Task: Look through the records below for the line with "#[function_component(LoginPage)]". Return that line and each one after it up to and including the line with "let error_ref = error_handle.clone();", exactly.

Collected data:
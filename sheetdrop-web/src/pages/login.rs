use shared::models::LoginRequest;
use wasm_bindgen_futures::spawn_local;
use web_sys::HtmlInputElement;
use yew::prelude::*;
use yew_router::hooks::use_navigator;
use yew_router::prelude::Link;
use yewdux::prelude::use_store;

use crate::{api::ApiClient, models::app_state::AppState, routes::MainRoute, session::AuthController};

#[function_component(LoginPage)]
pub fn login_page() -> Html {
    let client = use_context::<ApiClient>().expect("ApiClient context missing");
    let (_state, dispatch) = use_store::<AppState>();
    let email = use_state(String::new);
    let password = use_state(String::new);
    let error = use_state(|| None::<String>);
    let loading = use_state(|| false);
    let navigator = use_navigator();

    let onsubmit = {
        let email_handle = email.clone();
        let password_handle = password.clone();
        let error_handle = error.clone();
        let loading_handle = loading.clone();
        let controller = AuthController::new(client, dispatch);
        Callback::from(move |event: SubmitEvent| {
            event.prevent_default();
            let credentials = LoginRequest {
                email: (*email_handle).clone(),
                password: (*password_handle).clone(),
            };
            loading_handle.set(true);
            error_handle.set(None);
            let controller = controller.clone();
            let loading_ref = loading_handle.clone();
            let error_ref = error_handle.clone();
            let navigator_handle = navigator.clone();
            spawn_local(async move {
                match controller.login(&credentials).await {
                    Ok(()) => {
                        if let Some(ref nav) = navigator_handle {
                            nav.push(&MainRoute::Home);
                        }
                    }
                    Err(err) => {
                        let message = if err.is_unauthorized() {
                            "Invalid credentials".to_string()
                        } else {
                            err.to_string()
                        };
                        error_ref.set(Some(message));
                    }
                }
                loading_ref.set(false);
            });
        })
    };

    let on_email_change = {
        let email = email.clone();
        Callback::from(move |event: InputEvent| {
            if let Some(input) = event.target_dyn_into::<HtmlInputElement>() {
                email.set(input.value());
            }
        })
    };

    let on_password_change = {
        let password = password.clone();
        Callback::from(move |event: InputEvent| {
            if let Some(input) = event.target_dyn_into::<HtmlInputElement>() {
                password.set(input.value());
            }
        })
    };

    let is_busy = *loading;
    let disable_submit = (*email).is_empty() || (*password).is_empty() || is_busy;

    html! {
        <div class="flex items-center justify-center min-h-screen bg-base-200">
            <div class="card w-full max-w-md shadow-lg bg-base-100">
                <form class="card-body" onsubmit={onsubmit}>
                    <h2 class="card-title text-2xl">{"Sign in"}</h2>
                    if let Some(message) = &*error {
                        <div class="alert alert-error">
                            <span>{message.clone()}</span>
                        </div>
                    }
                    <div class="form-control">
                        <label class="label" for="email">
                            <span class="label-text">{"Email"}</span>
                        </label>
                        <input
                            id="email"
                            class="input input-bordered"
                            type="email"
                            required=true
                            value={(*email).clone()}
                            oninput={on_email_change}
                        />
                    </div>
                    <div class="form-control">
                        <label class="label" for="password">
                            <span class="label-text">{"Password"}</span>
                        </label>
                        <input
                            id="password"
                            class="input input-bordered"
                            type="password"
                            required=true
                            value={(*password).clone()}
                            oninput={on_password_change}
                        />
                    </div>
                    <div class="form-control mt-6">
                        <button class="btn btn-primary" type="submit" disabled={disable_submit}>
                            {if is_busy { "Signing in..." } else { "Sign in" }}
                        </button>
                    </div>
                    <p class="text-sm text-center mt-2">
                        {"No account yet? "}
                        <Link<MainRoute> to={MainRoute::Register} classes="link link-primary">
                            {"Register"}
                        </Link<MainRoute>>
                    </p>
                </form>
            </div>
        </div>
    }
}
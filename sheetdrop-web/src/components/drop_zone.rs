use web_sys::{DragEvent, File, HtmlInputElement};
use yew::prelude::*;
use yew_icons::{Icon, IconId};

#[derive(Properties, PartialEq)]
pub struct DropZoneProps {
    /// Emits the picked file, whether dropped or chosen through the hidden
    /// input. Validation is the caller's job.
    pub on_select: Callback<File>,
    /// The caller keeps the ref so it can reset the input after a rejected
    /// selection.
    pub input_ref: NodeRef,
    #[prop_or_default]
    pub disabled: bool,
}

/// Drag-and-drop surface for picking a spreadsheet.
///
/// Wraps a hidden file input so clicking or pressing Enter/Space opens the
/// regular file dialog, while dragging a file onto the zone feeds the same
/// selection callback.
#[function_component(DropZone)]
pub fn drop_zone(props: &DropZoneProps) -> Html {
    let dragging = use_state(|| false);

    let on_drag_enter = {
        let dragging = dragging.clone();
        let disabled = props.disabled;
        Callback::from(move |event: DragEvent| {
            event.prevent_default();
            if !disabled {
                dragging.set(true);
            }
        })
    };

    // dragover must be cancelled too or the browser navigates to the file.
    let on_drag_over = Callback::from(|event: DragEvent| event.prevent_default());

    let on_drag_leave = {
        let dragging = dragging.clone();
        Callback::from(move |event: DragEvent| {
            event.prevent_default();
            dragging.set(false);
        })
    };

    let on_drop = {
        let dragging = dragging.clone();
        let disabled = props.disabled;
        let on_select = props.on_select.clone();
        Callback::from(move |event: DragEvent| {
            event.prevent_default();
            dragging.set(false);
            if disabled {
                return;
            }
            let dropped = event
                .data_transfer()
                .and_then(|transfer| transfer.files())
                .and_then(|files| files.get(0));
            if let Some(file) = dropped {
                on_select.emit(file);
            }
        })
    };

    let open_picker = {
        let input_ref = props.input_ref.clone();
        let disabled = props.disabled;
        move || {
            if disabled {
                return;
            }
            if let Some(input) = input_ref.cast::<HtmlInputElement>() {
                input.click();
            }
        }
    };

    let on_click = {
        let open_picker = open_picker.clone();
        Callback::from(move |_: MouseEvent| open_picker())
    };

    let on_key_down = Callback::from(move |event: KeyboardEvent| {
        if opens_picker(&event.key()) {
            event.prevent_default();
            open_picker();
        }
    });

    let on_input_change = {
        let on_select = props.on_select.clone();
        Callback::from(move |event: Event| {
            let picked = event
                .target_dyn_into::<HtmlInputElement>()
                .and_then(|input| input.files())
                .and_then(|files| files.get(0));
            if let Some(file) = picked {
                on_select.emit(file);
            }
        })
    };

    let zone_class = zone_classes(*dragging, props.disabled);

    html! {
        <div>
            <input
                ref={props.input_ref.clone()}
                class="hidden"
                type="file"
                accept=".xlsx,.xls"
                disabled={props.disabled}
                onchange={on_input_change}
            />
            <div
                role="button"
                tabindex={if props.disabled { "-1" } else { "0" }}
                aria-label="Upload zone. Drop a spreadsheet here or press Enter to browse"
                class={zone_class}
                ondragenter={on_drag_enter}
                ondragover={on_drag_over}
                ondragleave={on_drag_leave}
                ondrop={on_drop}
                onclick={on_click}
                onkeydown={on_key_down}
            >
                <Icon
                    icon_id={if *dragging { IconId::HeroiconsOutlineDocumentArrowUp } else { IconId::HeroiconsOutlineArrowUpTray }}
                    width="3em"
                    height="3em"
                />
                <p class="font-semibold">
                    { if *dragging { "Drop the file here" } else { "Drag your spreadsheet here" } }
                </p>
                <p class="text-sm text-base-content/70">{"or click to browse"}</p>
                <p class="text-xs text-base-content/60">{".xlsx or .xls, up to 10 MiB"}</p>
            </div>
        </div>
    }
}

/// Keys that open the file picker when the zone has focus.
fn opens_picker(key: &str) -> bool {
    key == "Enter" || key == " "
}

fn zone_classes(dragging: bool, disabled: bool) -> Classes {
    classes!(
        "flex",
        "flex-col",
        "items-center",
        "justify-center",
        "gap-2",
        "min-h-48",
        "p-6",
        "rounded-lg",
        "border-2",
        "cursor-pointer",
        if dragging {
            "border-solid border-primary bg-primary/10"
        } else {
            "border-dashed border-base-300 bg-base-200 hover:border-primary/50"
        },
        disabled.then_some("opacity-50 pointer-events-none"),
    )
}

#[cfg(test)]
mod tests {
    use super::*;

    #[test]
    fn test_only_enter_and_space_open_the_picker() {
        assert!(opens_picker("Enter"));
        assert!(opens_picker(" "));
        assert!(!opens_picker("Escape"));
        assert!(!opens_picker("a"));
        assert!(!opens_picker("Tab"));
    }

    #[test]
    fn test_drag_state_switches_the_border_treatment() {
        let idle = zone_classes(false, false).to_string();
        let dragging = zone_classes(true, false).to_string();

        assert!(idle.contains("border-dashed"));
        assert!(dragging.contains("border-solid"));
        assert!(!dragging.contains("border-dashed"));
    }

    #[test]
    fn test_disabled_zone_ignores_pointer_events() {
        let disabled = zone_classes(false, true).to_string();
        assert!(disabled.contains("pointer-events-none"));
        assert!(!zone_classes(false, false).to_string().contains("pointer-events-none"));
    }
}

Solution for this problem:
#[function_component(LoginPage)]
pub fn login_page() -> Html {
    let client = use_context::<ApiClient>().expect("ApiClient context missing");
    let (_state, dispatch) = use_store::<AppState>();
    let email = use_state(String::new);
    let password = use_state(String::new);
    let error = use_state(|| None::<String>);
    let loading = use_state(|| false);
    let navigator = use_navigator();

    let onsubmit = {
        let email_handle = email.clone();
        let password_handle = password.clone();
        let error_handle = error.clone();
        let loading_handle = loading.clone();
        let controller = AuthController::new(client, dispatch);
        Callback::from(move |event: SubmitEvent| {
            event.prevent_default();
            let credentials = LoginRequest {
                email: (*email_handle).clone(),
                password: (*password_handle).clone(),
            };
            loading_handle.set(true);
            error_handle.set(None);
            let controller = controller.clone();
            let loading_ref = loading_handle.clone();
            let error_ref = error_handle.clone();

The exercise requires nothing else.